We couldn’t interview Brooke Shields and not ask her to help us settle some of our favorite low-stakes controversies. Partly because these things are always nagging away at us, but mostly because the CEO, actor, model, author, thinker, social media phenom, mom, friend, and wife has life experiences that, simply put, we do not. She started modeling when she was just 11 months old, was famous by the time she was 12 (for her role in the 1978 movie Pretty Baby), and TIME magazine named her the face of the decade in the ‘80s. She’s been in the spotlight her entire life—she graduated from Princeton!—and has some real thoughts on how things should be done. So we asked for her major opinions on some minor issues.

REAL SIMPLE: When should you gas up the car? Before the fuel light comes on or after?

BROOKE SHIELDS: I’m a before gasser, my husband’s an after gasser. (That didn’t sound right.) If I have three-quarters of a tank, I’m like, “I’m going to run out of gas!” I’ve got to have a full tank. I do this with the charge on my phone, too … I need to make sure all my bases are covered. I was an only child. I’m really edgy.

RS: Is it OK to crack your knuckles?

BS: I heard it makes them bigger, but it feels really good. But it can’t be great for them in the long run. I stopped doing it, but my hands haven’t gotten any less manly. 

RS: Should toilet paper be hung so that it rolls over or under?

BS: Toilet paper over. It’s just the way it’s done, people.

RS: Is the five-second rule real?

BS: Man, I had a half-hour rule for my kids. I’d be like, “Oh, here, you’re fine.” Got to get those antibodies!

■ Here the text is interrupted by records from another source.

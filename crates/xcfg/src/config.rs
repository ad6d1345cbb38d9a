//! Key/value configuration over text or XML files
//!
//! [`Config`] is the object-safe core every backend implements; typed reads
//! and generic writes come from the blanket [`ConfigExt`] so they also work on
//! `Box<dyn Config>`.

pub mod text;
pub mod xml;

use std::fmt;
use std::path::Path;

use tracing::debug;

use crate::error::{Error, Result};
use crate::value::{parse_enum, parse_value, ConfigEnum, FromConfigValue};

pub use text::TextConfig;
pub use xml::XmlConfig;

/// Key of the reserved debug flag
pub const DEBUG_KEY: &str = "debug";

/// A string-keyed property store
pub trait Config {
    /// Value of `key`, or `None` when absent or empty
    fn get(&self, key: &str) -> Result<Option<String>>;

    /// Overwrite the first entry for `key` or append a new one
    fn set_str(&mut self, key: &str, value: &str) -> Result<()>;

    /// Remove the first entry for `key`; absent keys are ignored
    fn delete_property(&mut self, key: &str) -> Result<()>;

    /// Cached value of the `debug` property
    fn debug(&self) -> bool;

    /// Write the `debug` property and update the cached flag
    fn set_debug(&mut self, debug: bool) -> Result<()>;

    /// All properties in file order
    fn properties(&self) -> Result<Vec<(String, String)>>;

    /// File backing this config
    fn path(&self) -> &Path;

    /// Persist pending changes. Backends that write on every change do nothing.
    fn save(&mut self) -> Result<()> {
        Ok(())
    }

    /// Drop in-memory state and read the backing file again
    fn reload(&mut self) -> Result<()> {
        Ok(())
    }
}

/// Typed reads and generic writes for every [`Config`]
pub trait ConfigExt: Config {
    /// Value of `key` or `default`
    fn get_or(&self, key: &str, default: &str) -> Result<String> {
        Ok(self.get(key)?.unwrap_or_else(|| default.to_string()))
    }

    /// Value converted to `T`; `KeyNotFound` when absent
    fn get_as<T: FromConfigValue>(&self, key: &str) -> Result<T> {
        match self.get(key)? {
            Some(value) => parse_value(&value),
            None => Err(Error::key_not_found(key)),
        }
    }

    /// Value converted to `T`, or `default` when absent.
    /// A present but malformed value is still an error.
    fn get_as_or<T: FromConfigValue>(&self, key: &str, default: T) -> Result<T> {
        match self.get(key)? {
            Some(value) => parse_value(&value),
            None => Ok(default),
        }
    }

    /// Value parsed as enum `T`; `KeyNotFound` when absent
    fn get_enum<T: ConfigEnum>(&self, key: &str, ignore_case: bool) -> Result<T> {
        match self.get(key)? {
            Some(value) => parse_enum(&value, ignore_case),
            None => Err(Error::key_not_found(key)),
        }
    }

    /// Value parsed as enum `T`, or `default` when absent
    fn get_enum_or<T: ConfigEnum>(&self, key: &str, default: T, ignore_case: bool) -> Result<T> {
        match self.get(key)? {
            Some(value) => parse_enum(&value, ignore_case),
            None => Ok(default),
        }
    }

    /// [`set_str`](Config::set_str) for any displayable value
    fn set(&mut self, key: &str, value: impl fmt::Display) -> Result<()> {
        self.set_str(key, &value.to_string())
    }
}

impl<C: Config + ?Sized> ConfigExt for C {}

/// Open the config for a program directory.
///
/// Uses `Config.xml` when it exists, otherwise `Config.txt`, creating the
/// text file if needed.
pub fn open_in(dir: impl AsRef<Path>) -> Result<Box<dyn Config>> {
    let dir = dir.as_ref();
    let xml_path = dir.join(XmlConfig::DEFAULT_FILE);
    if xml_path.exists() {
        debug!(path = %xml_path.display(), "using xml config");
        return Ok(Box::new(XmlConfig::open(xml_path)?));
    }
    let text_path = dir.join(TextConfig::DEFAULT_FILE);
    debug!(path = %text_path.display(), "using text config");
    Ok(Box::new(TextConfig::open(text_path)?))
}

RS: Wearing socks to sleep: Yay or nay?

BS: Yay. [Whispers] Cashmere.

Brooke Shields

We just did away with our top sheet. We’re just a duvet. Because we’re very European.

— Brooke Shields

RS: Is it OK to eat around the moldy parts of bread and cheese?

BS: I have done it for both, and my husband was so appalled. He was like, “You’re going to get sick. It’s already living in there.” So then I got a little freaked out and stopped cutting it off, but I don’t know … there’s always a good part left!

RS: Is it OK to let your dog lick your face?

BS: I don’t think so. My dog … still has puppy breath, but I know there’s bacteria. But for some reason, her mouth seems so clean! It can’t be that sanitary because they will eat garbage and gum from under a chair. You can’t do it. 

RS: Is it OK to sit on a public toilet seat?

BS: Oh, I don’t sit on public toilets. I’m a hoverer. With my kids … I had this perfect baby hold, and I would hover them and they got real used to it. It’s a little awkward now because one is 21, but it’s a tradition for us … 

RS: Are top sheets necessary?

BS: We just did away with our top sheet. We’re just a duvet. Because we’re very European.